The ovipositor is a reproductive organ located between the cerci on females. This organ does not appear on males and is very apparent. The image below shows the cerci on either side of the ovipositor. If the ovipositor is present, you have a female. If it is not, you have a male.

Breeding Crickets - Ovipositor

Fact: Females use the ovipositor to deposit eggs. They insert the ovipositor into the substrate, in the egg laying box, and the eggs then travel through the ovipositor into the substrate; where they will stay until they hatch.
Breeding The Crickets

Breeding will transpire so long as you have male crickets, female crickets, food, water, shelter, and proper temperatures. Without any intervention from you, and often right in front of you, the males will seek out and mount the females. Crickets are extremely prolific and breeding will begin almost immediately. They are so prolific, you may already have females who have bred in the transport container in which they arrived.

Incubating Eggs - Breeding Crickets

Egg incubation is very simple. Every 7 days you should replace the breeding crickets nesting box with a fresh one. The one being removed should be placed in the rearing container used for incubation, directly over or under the heat source. The cover to the tray should be placed back on top of the incubation tray, though not locked on. The idea is to keep the humidity up so that the medium doesn't dry out. If it were to dry out, you would lose all of the eggs that were deposited.
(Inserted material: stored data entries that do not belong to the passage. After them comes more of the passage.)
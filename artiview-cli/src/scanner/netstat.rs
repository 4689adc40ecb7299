use async_trait::async_trait;
use tokio::process::Command;
use tracing::debug;

use artiview_core::app::PortEntry;
use artiview_core::ports::parse_netstat_output;

use super::{PortScanner, with_process_names};

/// `netstat -ano -p TCP`, process names from sysinfo
pub struct NetstatScanner;

#[async_trait]
impl PortScanner for NetstatScanner {
    fn name(&self) -> &'static str {
        "netstat"
    }

    async fn is_available(&self) -> bool {
        Command::new("netstat")
            .arg("-?")
            .output()
            .await
            .is_ok()
    }

    async fn list_listening_ports(&self) -> Vec<PortEntry> {
        let output = match Command::new("netstat")
            .args(["-ano", "-p", "TCP"])
            .output()
            .await
        {
            Ok(output) => output,
            Err(e) => {
                debug!(error = %e, "netstat unavailable");
                return Vec::new();
            }
        };

        let pairs = parse_netstat_output(&String::from_utf8_lossy(&output.stdout));
        tokio::task::spawn_blocking(move || with_process_names(pairs))
            .await
            .unwrap_or_default()
    }
}
use std::collections::HashMap;
use std::path::Path;

use async_trait::async_trait;
use tracing::debug;

use artiview_core::app::PortEntry;
use artiview_core::ports::{parse_proc_net_tcp, socket_inode};

use super::{PortScanner, with_process_names};

const TABLES: [&str; 2] = ["net/tcp", "net/tcp6"];

/// Linux listener table from procfs.
///
/// Sockets are matched to processes through `/proc/<pid>/fd` links, which
/// only covers processes this user may inspect.
pub struct ProcfsScanner {
    root: std::path::PathBuf,
}

impl ProcfsScanner {
    pub fn new() -> Self {
        Self {
            root: "/proc".into(),
        }
    }

    pub fn supported() -> bool {
        Path::new("/proc").join(TABLES[0]).exists()
    }

    fn scan(&self) -> Vec<PortEntry> {
        let mut listeners: HashMap<u64, u16> = HashMap::new();
        for table in TABLES {
            match std::fs::read_to_string(self.root.join(table)) {
                Ok(content) => {
                    for (port, inode) in parse_proc_net_tcp(&content) {
                        listeners.insert(inode, port);
                    }
                }
                Err(e) => debug!(table, error = %e, "cannot read listener table"),
            }
        }
        if listeners.is_empty() {
            return Vec::new();
        }

        let mut pairs = Vec::new();
        let Ok(procs) = std::fs::read_dir(&self.root) else {
            return Vec::new();
        };
        for proc_entry in procs.flatten() {
            let Some(pid) = proc_entry
                .file_name()
                .to_str()
                .and_then(|name| name.parse::<u32>().ok())
            else {
                continue;
            };
            let Ok(fds) = std::fs::read_dir(proc_entry.path().join("fd")) else {
                continue;
            };
            for fd in fds.flatten() {
                let Ok(target) = std::fs::read_link(fd.path()) else {
                    continue;
                };
                if let Some(port) = target
                    .to_str()
                    .and_then(socket_inode)
                    .and_then(|inode| listeners.get(&inode))
                {
                    pairs.push((*port, pid));
                }
            }
        }

        pairs.sort_unstable();
        with_process_names(pairs)
    }
}

impl Default for ProcfsScanner {
    fn default() -> Self {
        Self::new()
    }
}

#[async_trait]
impl PortScanner for ProcfsScanner {
    fn name(&self) -> &'static str {
        "procfs"
    }

    async fn is_available(&self) -> bool {
        self.root.join(TABLES[0]).exists()
    }

    async fn list_listening_ports(&self) -> Vec<PortEntry> {
        let root = self.root.clone();
        tokio::task::spawn_blocking(move || ProcfsScanner { root }.scan())
            .await
            .unwrap_or_default()
    }
}
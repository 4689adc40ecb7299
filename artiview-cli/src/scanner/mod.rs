//! Listening TCP port enumeration
//!
//! One implementation per platform tool, all behind [`PortScanner`]. Scanners
//! fail soft: any error yields an empty list.

mod lsof;
#[cfg(windows)]
mod netstat;
#[cfg(target_os = "linux")]
mod procfs;

use std::collections::HashMap;
use std::sync::Arc;

use async_trait::async_trait;
use sysinfo::{Pid, ProcessesToUpdate, System};

use artiview_core::app::PortEntry;

pub use lsof::LsofScanner;
#[cfg(windows)]
pub use netstat::NetstatScanner;
#[cfg(target_os = "linux")]
pub use procfs::ProcfsScanner;

#[async_trait]
pub trait PortScanner: Send + Sync {
    /// Short name shown by `doctor`
    fn name(&self) -> &'static str;

    /// Whether the underlying OS facility can be used on this machine
    async fn is_available(&self) -> bool;

    async fn list_listening_ports(&self) -> Vec<PortEntry>;
}

pub struct SystemScanner;

impl SystemScanner {
    /// Pick the listener enumeration for this platform
    pub fn detect() -> Arc<dyn PortScanner> {
        #[cfg(target_os = "linux")]
        {
            if ProcfsScanner::supported() {
                return Arc::new(ProcfsScanner::new());
            }
            Arc::new(LsofScanner)
        }

        #[cfg(windows)]
        {
            Arc::new(NetstatScanner)
        }

        #[cfg(all(not(target_os = "linux"), not(windows)))]
        {
            Arc::new(LsofScanner)
        }
    }
}

/// Resolve process names for pids the listener table did not name
pub(crate) fn process_names(pids: &[u32]) -> HashMap<u32, String> {
    if pids.is_empty() {
        return HashMap::new();
    }

    let sys_pids: Vec<Pid> = pids.iter().map(|pid| Pid::from_u32(*pid)).collect();
    let mut sys = System::new();
    sys.refresh_processes(ProcessesToUpdate::Some(&sys_pids), true);

    pids.iter()
        .filter_map(|pid| {
            sys.process(Pid::from_u32(*pid))
                .map(|process| (*pid, process.name().to_string_lossy().into_owned()))
        })
        .collect()
}

/// Attach process names to `(port, pid)` pairs
pub(crate) fn with_process_names(pairs: Vec<(u16, u32)>) -> Vec<PortEntry> {
    let mut pids: Vec<u32> = pairs.iter().map(|(_, pid)| *pid).collect();
    pids.sort_unstable();
    pids.dedup();
    let names = process_names(&pids);

    let entries = pairs
        .into_iter()
        .map(|(port, pid)| PortEntry {
            port,
            pid,
            process: names.get(&pid).cloned().unwrap_or_else(|| "unknown".into()),
        })
        .collect();
    artiview_core::ports::dedupe(entries)
}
Pinhead crickets should become noticeable within 7-10 days. At this point you should move the incubation tray to one of the rearing containers, described in the next section.

Tip: Leave the incubation try in with the newly hatched pinheads for 3 days after the eggs have hatched. This will allow the stragglers to hatch and then the tray can be used again during cycling. Also, you may want to use the duct tape to attach small ramps up the sides of the incubation trays to ensure the crickets can easily enter and exit it.
Continue to cycle through the trays until you have the amount of crickets that you require. You MUST remember to re-add crickets to the breeding containers once they are over 1/4 inch long. Failure to re-add crickets to the breeding container will result in your colony dieing off.